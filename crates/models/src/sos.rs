//! SOS request domain model.
//!
//! `SosRecord` is both the persisted shape and the JSON wire shape
//! (camelCase keys, `type` for the emergency kind).

use std::{fmt, str::FromStr};

use chrono::Utc;
use serde::{Deserialize, Serialize};
use uuid::Uuid;

use crate::errors::ModelError;

/// Records expire seven days after creation.
pub const TTL_SECS: i64 = 7 * 24 * 60 * 60;

/// Sentinel accepted by listing filters meaning "every type".
pub const ALL_TYPES: &str = "all";

pub fn now_millis() -> i64 {
    Utc::now().timestamp_millis()
}

pub fn now_secs() -> i64 {
    Utc::now().timestamp()
}

#[derive(Clone, Copy, Debug, PartialEq, Eq, Hash, Serialize, Deserialize)]
#[serde(rename_all = "lowercase")]
pub enum EmergencyType {
    Medical,
    Food,
    Shelter,
    Rescue,
    Water,
    Other,
}

/// Display metadata for an emergency type.
#[derive(Clone, Copy, Debug, PartialEq, Eq, Serialize)]
pub struct TypeInfo {
    pub value: EmergencyType,
    pub label: &'static str,
    pub color: &'static str,
    pub icon: &'static str,
}

const fn type_info(
    value: EmergencyType,
    label: &'static str,
    color: &'static str,
    icon: &'static str,
) -> TypeInfo {
    TypeInfo { value, label, color, icon }
}

const TYPE_INFO: [TypeInfo; 6] = [
    type_info(EmergencyType::Medical, "Medical Emergency", "#ef4444", "🏥"),
    type_info(EmergencyType::Food, "Food & Supplies", "#f59e0b", "🍽️"),
    type_info(EmergencyType::Shelter, "Shelter Needed", "#8b5cf6", "🏠"),
    type_info(EmergencyType::Rescue, "Rescue Required", "#ec4899", "🚁"),
    type_info(EmergencyType::Water, "Water Needed", "#06b6d4", "💧"),
    type_info(EmergencyType::Other, "Other", "#6b7280", "📢"),
];

impl EmergencyType {
    pub const ALL: [EmergencyType; 6] = [
        EmergencyType::Medical,
        EmergencyType::Food,
        EmergencyType::Shelter,
        EmergencyType::Rescue,
        EmergencyType::Water,
        EmergencyType::Other,
    ];

    pub fn as_str(&self) -> &'static str {
        match self {
            EmergencyType::Medical => "medical",
            EmergencyType::Food => "food",
            EmergencyType::Shelter => "shelter",
            EmergencyType::Rescue => "rescue",
            EmergencyType::Water => "water",
            EmergencyType::Other => "other",
        }
    }

    pub fn info(&self) -> &'static TypeInfo {
        // TYPE_INFO is ordered like the enum
        &TYPE_INFO[*self as usize]
    }

    /// Metadata for a raw type string; unknown values fall back to `other`.
    pub fn lookup_info(raw: &str) -> &'static TypeInfo {
        raw.parse::<EmergencyType>()
            .unwrap_or(EmergencyType::Other)
            .info()
    }
}

impl fmt::Display for EmergencyType {
    fn fmt(&self, f: &mut fmt::Formatter<'_>) -> fmt::Result {
        f.write_str(self.as_str())
    }
}

impl FromStr for EmergencyType {
    type Err = ModelError;

    fn from_str(s: &str) -> Result<Self, Self::Err> {
        EmergencyType::ALL
            .into_iter()
            .find(|t| t.as_str() == s)
            .ok_or_else(|| ModelError::Parse(format!("unknown emergency type: {s}")))
    }
}

#[derive(Clone, Copy, Debug, PartialEq, Eq, Hash, Serialize, Deserialize)]
#[serde(rename_all = "lowercase")]
pub enum SosStatus {
    Active,
    Resolved,
}

impl SosStatus {
    pub fn as_str(&self) -> &'static str {
        match self {
            SosStatus::Active => "active",
            SosStatus::Resolved => "resolved",
        }
    }

    /// Status only moves forward: active -> resolved.
    pub fn can_transition_to(&self, next: SosStatus) -> bool {
        !matches!((self, next), (SosStatus::Resolved, SosStatus::Active))
    }
}

impl fmt::Display for SosStatus {
    fn fmt(&self, f: &mut fmt::Formatter<'_>) -> fmt::Result {
        f.write_str(self.as_str())
    }
}

impl FromStr for SosStatus {
    type Err = ModelError;

    fn from_str(s: &str) -> Result<Self, Self::Err> {
        match s {
            "active" => Ok(SosStatus::Active),
            "resolved" => Ok(SosStatus::Resolved),
            other => Err(ModelError::Parse(format!("unknown status: {other}"))),
        }
    }
}

#[derive(Clone, Copy, Debug, PartialEq, Serialize, Deserialize)]
pub struct Location {
    pub lat: f64,
    pub lng: f64,
}

#[derive(Clone, Debug, PartialEq, Serialize, Deserialize)]
pub struct SosRecord {
    pub id: String,
    #[serde(rename = "type")]
    pub kind: EmergencyType,
    pub location: Location,
    #[serde(default)]
    pub notes: String,
    /// Creation time, epoch milliseconds.
    pub timestamp: i64,
    pub status: SosStatus,
    /// Expiry, epoch seconds.
    pub ttl: i64,
    #[serde(rename = "updatedAt", default, skip_serializing_if = "Option::is_none")]
    pub updated_at: Option<i64>,
}

impl SosRecord {
    /// Fresh active record created at `now_ms`.
    pub fn new(kind: EmergencyType, location: Location, notes: String, now_ms: i64) -> Self {
        Self {
            id: Uuid::new_v4().to_string(),
            kind,
            location,
            notes,
            timestamp: now_ms,
            status: SosStatus::Active,
            ttl: ttl_for(now_ms),
            updated_at: None,
        }
    }

    pub fn is_expired(&self, now_secs: i64) -> bool {
        self.ttl <= now_secs
    }

    pub fn is_resolved(&self) -> bool {
        self.status == SosStatus::Resolved
    }
}

/// Expiry in epoch seconds for a record created at `created_ms`.
pub fn ttl_for(created_ms: i64) -> i64 {
    created_ms.div_euclid(1000) + TTL_SECS
}

/// Raw coordinates as submitted. Fields are optional so that a missing
/// component is reported as a validation error rather than a decode failure.
#[derive(Clone, Copy, Debug, Default, PartialEq, Serialize, Deserialize)]
pub struct LocationInput {
    #[serde(default, skip_serializing_if = "Option::is_none")]
    pub lat: Option<f64>,
    #[serde(default, skip_serializing_if = "Option::is_none")]
    pub lng: Option<f64>,
}

/// Submission payload: `{type, location: {lat, lng}, notes?}`.
#[derive(Clone, Debug, Default, PartialEq, Serialize, Deserialize)]
pub struct SubmitSos {
    #[serde(rename = "type", default, skip_serializing_if = "Option::is_none")]
    pub kind: Option<String>,
    #[serde(default, skip_serializing_if = "Option::is_none")]
    pub location: Option<LocationInput>,
    #[serde(default, skip_serializing_if = "Option::is_none")]
    pub notes: Option<String>,
}

/// A submission that passed validation.
#[derive(Clone, Debug, PartialEq)]
pub struct ValidSubmission {
    pub kind: EmergencyType,
    pub location: Location,
    pub notes: String,
}

impl SubmitSos {
    pub fn new(kind: EmergencyType, lat: f64, lng: f64, notes: impl Into<String>) -> Self {
        Self {
            kind: Some(kind.as_str().to_string()),
            location: Some(LocationInput { lat: Some(lat), lng: Some(lng) }),
            notes: Some(notes.into()),
        }
    }

    /// Presence and type checks. Coordinates must be finite numbers within
    /// range; zero is a valid coordinate.
    pub fn validate(&self) -> Result<ValidSubmission, ModelError> {
        let raw_kind = self
            .kind
            .as_deref()
            .map(str::trim)
            .filter(|k| !k.is_empty())
            .ok_or_else(|| ModelError::Validation("Missing required field: type".into()))?;
        let kind = raw_kind
            .parse::<EmergencyType>()
            .map_err(|_| ModelError::Validation(format!("Invalid type: {raw_kind}")))?;

        let location = self
            .location
            .ok_or_else(|| ModelError::Validation("Missing required field: location".into()))?;
        let lat = coordinate("lat", location.lat, 90.0)?;
        let lng = coordinate("lng", location.lng, 180.0)?;

        Ok(ValidSubmission {
            kind,
            location: Location { lat, lng },
            notes: self.notes.clone().unwrap_or_default(),
        })
    }
}

fn coordinate(field: &str, value: Option<f64>, bound: f64) -> Result<f64, ModelError> {
    let v = value.ok_or_else(|| ModelError::Validation(format!("Missing required field: location.{field}")))?;
    if !v.is_finite() {
        return Err(ModelError::Validation(format!("location.{field} must be a finite number")));
    }
    if v.abs() > bound {
        return Err(ModelError::Validation(format!("location.{field} out of range (±{bound})")));
    }
    Ok(v)
}

/// Resolved type filter for a listing.
#[derive(Clone, Copy, Debug, Default, PartialEq, Eq)]
pub enum TypeFilter {
    /// No filter: absent, blank or `"all"`.
    #[default]
    Any,
    Kind(EmergencyType),
    /// A value naming no known type. Matches nothing.
    Unknown,
}

impl TypeFilter {
    pub fn matches(&self, kind: EmergencyType) -> bool {
        match self {
            TypeFilter::Any => true,
            TypeFilter::Kind(k) => *k == kind,
            TypeFilter::Unknown => false,
        }
    }
}

/// Listing filter as received from callers. `kind` of `None`, `""` or
/// `"all"` means no type filter.
#[derive(Clone, Debug, Default, PartialEq, Eq, Serialize, Deserialize)]
pub struct ListQuery {
    #[serde(rename = "type", default, skip_serializing_if = "Option::is_none")]
    pub kind: Option<String>,
    #[serde(default, skip_serializing_if = "Option::is_none")]
    pub status: Option<SosStatus>,
}

impl ListQuery {
    pub fn of_type(kind: EmergencyType) -> Self {
        Self { kind: Some(kind.as_str().to_string()), status: None }
    }

    pub fn with_status(mut self, status: SosStatus) -> Self {
        self.status = Some(status);
        self
    }

    /// Resolve the raw type filter. Matching is exact, so `"Food"` is an
    /// unknown type rather than an error.
    pub fn type_filter(&self) -> TypeFilter {
        match self.kind.as_deref().map(str::trim) {
            None | Some("") | Some(ALL_TYPES) => TypeFilter::Any,
            Some(raw) => raw
                .parse::<EmergencyType>()
                .map_or(TypeFilter::Unknown, TypeFilter::Kind),
        }
    }
}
■ ■ ■
Up to and including the line with "days after creation.", output each line of the entries above exactly, starting from the first.

▶ Solved problem
filename crates/models/src/sos.rs
//! SOS request domain model.
//!
//! `SosRecord` is both the persisted shape and the JSON wire shape
//! (camelCase keys, `type` for the emergency kind).

use std::{fmt, str::FromStr};

use chrono::Utc;
use serde::{Deserialize, Serialize};
use uuid::Uuid;

use crate::errors::ModelError;

/// Records expire seven days after creation.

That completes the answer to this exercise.